■ Exercise: Please keep to the lines below from the one with "download_dir = downloader.config.download.download_dir.clone();" through the one with "report(&resolved.title);", and restate them word for word, ends included.

■ Stored items:
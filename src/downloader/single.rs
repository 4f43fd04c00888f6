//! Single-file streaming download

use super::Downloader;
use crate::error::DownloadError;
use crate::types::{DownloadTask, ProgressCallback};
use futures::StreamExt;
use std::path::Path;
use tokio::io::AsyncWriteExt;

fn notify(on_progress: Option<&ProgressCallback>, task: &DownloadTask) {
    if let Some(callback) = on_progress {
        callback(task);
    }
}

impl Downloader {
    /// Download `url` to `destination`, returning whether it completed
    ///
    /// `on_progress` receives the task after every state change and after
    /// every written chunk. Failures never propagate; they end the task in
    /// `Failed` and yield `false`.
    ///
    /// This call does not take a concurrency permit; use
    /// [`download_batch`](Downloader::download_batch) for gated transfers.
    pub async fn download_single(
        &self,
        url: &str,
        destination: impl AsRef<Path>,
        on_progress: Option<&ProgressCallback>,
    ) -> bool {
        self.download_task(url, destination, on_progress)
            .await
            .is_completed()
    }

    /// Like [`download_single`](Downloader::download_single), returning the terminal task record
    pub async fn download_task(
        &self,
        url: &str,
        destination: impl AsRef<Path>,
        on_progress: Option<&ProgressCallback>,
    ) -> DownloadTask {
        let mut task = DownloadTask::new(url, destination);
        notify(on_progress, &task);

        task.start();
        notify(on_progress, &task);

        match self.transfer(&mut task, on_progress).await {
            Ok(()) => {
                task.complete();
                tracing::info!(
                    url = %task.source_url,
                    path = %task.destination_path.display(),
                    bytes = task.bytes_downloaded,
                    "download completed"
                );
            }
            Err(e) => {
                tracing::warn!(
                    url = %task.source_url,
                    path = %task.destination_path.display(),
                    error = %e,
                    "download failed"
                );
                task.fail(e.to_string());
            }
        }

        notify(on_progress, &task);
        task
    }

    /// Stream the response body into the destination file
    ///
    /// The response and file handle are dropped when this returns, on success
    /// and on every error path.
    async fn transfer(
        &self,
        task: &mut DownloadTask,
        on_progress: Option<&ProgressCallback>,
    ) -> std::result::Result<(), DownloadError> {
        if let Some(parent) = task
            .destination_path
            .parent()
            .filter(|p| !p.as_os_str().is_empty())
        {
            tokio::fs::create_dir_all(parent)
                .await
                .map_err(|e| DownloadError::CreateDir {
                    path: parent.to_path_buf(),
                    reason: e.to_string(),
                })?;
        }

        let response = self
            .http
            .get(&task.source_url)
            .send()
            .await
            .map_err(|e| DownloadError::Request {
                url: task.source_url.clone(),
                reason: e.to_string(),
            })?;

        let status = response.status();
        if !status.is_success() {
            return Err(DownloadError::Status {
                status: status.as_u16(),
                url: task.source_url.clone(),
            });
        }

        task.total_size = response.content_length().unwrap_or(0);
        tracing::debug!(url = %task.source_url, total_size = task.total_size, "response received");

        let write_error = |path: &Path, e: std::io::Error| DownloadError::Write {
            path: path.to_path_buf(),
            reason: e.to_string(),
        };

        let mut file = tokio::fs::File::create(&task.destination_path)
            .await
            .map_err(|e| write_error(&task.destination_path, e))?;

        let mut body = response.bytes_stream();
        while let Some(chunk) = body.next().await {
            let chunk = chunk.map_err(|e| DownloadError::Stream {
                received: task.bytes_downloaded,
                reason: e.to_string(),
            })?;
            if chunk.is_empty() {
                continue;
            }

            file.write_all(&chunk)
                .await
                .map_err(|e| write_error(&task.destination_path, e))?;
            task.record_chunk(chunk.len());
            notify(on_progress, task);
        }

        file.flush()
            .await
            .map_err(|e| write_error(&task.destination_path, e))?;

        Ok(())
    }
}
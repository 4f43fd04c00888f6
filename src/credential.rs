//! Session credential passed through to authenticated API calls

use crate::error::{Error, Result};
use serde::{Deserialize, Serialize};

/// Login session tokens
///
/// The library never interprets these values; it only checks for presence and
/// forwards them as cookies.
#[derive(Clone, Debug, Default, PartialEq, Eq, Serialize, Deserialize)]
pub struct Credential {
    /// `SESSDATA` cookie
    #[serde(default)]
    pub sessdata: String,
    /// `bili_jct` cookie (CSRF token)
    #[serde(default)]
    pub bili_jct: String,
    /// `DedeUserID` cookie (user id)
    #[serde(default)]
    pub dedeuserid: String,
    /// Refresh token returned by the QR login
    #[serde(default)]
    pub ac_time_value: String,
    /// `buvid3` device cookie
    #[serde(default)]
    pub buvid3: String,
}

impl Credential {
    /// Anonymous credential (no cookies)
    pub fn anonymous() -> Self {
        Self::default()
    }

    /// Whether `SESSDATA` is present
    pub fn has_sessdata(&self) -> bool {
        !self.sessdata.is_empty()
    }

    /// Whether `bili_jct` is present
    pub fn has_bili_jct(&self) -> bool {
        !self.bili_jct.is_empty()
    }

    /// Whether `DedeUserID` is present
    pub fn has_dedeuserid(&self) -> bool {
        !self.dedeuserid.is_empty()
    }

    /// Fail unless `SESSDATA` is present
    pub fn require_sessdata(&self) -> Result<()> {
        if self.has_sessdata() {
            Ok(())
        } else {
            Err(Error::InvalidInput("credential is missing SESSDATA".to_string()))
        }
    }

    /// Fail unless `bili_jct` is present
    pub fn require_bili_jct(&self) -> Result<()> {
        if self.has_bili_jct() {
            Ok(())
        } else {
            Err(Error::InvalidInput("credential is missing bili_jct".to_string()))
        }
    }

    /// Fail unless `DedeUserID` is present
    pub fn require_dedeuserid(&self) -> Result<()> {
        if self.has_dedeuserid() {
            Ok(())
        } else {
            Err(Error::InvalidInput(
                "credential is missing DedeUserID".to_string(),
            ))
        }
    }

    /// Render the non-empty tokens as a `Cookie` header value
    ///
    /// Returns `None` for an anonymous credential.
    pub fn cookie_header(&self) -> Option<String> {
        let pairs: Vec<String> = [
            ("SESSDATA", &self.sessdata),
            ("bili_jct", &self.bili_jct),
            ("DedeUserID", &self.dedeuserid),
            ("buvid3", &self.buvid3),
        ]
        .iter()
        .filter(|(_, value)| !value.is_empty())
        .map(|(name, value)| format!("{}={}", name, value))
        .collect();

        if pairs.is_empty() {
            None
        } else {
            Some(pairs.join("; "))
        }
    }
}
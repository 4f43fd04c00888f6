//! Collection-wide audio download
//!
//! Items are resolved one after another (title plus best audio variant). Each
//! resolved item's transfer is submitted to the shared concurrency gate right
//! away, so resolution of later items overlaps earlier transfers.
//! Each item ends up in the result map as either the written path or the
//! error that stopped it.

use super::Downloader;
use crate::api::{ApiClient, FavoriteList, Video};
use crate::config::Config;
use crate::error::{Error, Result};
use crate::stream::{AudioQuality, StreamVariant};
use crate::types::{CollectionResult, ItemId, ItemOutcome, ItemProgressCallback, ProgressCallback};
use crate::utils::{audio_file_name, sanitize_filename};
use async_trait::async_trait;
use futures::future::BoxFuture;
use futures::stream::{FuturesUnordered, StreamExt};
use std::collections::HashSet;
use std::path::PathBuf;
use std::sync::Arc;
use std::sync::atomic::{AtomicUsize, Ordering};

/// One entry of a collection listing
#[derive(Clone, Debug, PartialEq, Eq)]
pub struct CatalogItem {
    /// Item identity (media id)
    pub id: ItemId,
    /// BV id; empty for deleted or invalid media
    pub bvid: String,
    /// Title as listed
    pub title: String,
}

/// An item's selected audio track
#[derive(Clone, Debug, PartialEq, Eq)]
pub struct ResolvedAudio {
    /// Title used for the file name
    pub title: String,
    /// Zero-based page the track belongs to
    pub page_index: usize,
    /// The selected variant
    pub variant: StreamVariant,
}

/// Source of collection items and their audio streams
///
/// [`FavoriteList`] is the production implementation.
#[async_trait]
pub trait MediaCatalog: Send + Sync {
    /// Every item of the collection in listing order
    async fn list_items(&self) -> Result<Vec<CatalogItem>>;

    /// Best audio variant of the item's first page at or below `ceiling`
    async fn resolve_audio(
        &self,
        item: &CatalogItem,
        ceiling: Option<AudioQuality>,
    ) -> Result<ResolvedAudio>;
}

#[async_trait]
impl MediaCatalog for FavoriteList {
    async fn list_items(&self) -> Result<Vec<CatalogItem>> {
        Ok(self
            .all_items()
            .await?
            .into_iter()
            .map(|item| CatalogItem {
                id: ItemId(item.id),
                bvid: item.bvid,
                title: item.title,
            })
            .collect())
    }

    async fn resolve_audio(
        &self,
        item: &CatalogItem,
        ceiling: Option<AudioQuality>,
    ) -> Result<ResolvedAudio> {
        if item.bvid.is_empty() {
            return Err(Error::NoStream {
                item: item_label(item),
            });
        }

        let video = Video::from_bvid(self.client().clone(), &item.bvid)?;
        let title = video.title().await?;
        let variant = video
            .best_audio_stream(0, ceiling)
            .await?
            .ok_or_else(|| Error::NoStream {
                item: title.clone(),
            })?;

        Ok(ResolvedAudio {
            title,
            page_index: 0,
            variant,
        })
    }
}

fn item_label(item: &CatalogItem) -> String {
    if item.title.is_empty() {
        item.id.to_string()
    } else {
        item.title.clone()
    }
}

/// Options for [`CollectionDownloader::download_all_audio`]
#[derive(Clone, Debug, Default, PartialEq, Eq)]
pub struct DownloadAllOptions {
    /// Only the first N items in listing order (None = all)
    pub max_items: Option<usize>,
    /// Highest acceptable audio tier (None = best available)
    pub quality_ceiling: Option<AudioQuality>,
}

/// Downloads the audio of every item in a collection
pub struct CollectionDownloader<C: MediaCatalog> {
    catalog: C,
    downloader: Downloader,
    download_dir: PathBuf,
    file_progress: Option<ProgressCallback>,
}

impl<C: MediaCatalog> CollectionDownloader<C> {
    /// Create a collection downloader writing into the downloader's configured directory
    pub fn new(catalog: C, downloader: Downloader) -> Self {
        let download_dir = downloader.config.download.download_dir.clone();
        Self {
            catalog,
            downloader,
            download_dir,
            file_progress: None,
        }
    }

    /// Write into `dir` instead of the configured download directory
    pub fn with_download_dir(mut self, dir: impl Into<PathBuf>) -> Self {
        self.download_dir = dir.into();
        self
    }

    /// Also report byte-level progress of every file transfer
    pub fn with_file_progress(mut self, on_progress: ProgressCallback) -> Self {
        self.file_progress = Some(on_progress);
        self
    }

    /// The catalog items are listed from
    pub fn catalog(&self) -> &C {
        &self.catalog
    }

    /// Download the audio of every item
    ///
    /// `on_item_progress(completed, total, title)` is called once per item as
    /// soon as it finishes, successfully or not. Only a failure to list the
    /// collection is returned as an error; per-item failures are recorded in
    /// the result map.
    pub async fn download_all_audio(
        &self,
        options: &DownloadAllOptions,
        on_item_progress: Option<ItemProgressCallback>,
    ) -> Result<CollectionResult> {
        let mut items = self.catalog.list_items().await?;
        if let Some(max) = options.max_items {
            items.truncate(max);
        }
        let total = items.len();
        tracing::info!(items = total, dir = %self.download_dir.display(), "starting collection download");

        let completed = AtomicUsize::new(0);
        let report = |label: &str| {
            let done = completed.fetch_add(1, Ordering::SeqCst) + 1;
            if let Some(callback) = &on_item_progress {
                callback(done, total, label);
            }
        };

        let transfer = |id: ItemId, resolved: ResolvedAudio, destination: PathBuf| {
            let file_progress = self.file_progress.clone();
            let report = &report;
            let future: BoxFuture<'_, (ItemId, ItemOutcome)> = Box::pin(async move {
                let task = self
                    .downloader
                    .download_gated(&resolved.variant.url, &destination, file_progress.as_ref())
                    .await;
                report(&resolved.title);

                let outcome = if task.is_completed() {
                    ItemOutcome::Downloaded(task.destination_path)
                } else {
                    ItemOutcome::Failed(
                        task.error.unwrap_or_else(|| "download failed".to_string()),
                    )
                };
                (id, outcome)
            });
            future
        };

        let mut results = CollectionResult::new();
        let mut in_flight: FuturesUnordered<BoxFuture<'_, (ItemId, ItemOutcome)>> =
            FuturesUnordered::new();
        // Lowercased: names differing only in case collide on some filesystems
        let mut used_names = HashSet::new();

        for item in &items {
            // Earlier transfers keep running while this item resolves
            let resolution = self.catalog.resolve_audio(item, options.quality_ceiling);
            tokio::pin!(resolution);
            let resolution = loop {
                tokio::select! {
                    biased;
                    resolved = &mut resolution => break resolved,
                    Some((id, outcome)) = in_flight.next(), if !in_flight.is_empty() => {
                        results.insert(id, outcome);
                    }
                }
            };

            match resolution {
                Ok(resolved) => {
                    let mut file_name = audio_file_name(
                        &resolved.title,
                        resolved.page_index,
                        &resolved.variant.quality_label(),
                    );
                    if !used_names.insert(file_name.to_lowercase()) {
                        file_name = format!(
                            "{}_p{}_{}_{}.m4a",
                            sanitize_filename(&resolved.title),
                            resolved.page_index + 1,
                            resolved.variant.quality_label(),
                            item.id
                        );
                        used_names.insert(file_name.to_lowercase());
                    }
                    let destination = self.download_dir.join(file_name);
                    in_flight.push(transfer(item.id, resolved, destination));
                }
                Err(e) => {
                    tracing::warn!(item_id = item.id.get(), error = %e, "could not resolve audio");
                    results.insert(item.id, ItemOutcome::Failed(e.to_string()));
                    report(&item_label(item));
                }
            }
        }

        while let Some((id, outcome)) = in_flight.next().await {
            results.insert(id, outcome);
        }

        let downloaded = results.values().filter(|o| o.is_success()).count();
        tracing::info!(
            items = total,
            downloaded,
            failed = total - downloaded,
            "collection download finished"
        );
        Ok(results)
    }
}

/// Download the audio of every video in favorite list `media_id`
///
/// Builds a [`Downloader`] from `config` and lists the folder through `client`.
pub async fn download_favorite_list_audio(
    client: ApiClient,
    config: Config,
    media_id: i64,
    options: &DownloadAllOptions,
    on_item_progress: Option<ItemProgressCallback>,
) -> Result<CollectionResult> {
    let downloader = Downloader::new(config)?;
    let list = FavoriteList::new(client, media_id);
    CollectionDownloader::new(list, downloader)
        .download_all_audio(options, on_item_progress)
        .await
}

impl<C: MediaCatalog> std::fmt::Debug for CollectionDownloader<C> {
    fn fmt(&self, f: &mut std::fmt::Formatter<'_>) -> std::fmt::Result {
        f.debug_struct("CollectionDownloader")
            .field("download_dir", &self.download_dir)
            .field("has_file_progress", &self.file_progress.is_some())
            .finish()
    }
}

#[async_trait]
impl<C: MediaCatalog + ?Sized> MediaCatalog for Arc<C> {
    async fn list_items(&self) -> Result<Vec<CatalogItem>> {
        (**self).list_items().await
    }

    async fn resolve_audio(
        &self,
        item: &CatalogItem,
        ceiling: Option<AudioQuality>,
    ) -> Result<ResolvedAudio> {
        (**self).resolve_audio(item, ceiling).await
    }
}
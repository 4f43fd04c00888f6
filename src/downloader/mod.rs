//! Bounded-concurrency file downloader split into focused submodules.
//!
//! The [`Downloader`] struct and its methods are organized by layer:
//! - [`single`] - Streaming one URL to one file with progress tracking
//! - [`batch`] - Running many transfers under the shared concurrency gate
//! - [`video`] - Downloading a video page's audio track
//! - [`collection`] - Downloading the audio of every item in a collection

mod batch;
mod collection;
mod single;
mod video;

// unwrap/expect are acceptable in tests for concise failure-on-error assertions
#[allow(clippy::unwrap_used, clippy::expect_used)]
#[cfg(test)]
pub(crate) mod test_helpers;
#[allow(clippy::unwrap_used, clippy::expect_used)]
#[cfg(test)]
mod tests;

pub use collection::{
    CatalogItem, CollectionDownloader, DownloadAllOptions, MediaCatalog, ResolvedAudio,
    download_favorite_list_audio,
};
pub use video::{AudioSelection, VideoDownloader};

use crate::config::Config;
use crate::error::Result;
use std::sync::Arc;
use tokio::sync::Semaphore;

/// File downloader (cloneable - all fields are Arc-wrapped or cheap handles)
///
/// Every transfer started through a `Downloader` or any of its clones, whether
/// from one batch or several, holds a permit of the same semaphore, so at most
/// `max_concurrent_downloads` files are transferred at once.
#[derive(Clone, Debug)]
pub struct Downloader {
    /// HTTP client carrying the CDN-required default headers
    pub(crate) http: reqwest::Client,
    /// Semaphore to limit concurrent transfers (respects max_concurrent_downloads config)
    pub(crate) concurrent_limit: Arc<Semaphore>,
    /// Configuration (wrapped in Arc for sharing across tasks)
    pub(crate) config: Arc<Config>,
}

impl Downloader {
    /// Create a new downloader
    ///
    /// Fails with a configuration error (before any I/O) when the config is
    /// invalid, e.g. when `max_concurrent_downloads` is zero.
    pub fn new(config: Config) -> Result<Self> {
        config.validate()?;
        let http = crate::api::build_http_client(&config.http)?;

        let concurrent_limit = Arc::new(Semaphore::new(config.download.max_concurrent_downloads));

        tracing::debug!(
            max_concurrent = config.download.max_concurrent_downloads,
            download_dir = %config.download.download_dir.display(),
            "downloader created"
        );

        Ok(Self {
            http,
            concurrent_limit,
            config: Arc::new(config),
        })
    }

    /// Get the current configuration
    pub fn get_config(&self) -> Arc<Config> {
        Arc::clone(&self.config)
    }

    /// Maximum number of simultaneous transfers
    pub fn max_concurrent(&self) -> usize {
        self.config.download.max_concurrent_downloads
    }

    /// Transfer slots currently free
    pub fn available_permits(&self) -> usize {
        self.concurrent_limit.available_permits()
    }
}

■ Expected answer:
        let download_dir = downloader.config.download.download_dir.clone();
        Self {
            catalog,
            downloader,
            download_dir,
            file_progress: None,
        }
    }

    /// Write into `dir` instead of the configured download directory
    pub fn with_download_dir(mut self, dir: impl Into<PathBuf>) -> Self {
        self.download_dir = dir.into();
        self
    }

    /// Also report byte-level progress of every file transfer
    pub fn with_file_progress(mut self, on_progress: ProgressCallback) -> Self {
        self.file_progress = Some(on_progress);
        self
    }

    /// The catalog items are listed from
    pub fn catalog(&self) -> &C {
        &self.catalog
    }

    /// Download the audio of every item
    ///
    /// `on_item_progress(completed, total, title)` is called once per item as
    /// soon as it finishes, successfully or not. Only a failure to list the
    /// collection is returned as an error; per-item failures are recorded in
    /// the result map.
    pub async fn download_all_audio(
        &self,
        options: &DownloadAllOptions,
        on_item_progress: Option<ItemProgressCallback>,
    ) -> Result<CollectionResult> {
        let mut items = self.catalog.list_items().await?;
        if let Some(max) = options.max_items {
            items.truncate(max);
        }
        let total = items.len();
        tracing::info!(items = total, dir = %self.download_dir.display(), "starting collection download");

        let completed = AtomicUsize::new(0);
        let report = |label: &str| {
            let done = completed.fetch_add(1, Ordering::SeqCst) + 1;
            if let Some(callback) = &on_item_progress {
                callback(done, total, label);
            }
        };

        let transfer = |id: ItemId, resolved: ResolvedAudio, destination: PathBuf| {
            let file_progress = self.file_progress.clone();
            let report = &report;
            let future: BoxFuture<'_, (ItemId, ItemOutcome)> = Box::pin(async move {
                let task = self
                    .downloader
                    .download_gated(&resolved.variant.url, &destination, file_progress.as_ref())
                    .await;
                report(&resolved.title);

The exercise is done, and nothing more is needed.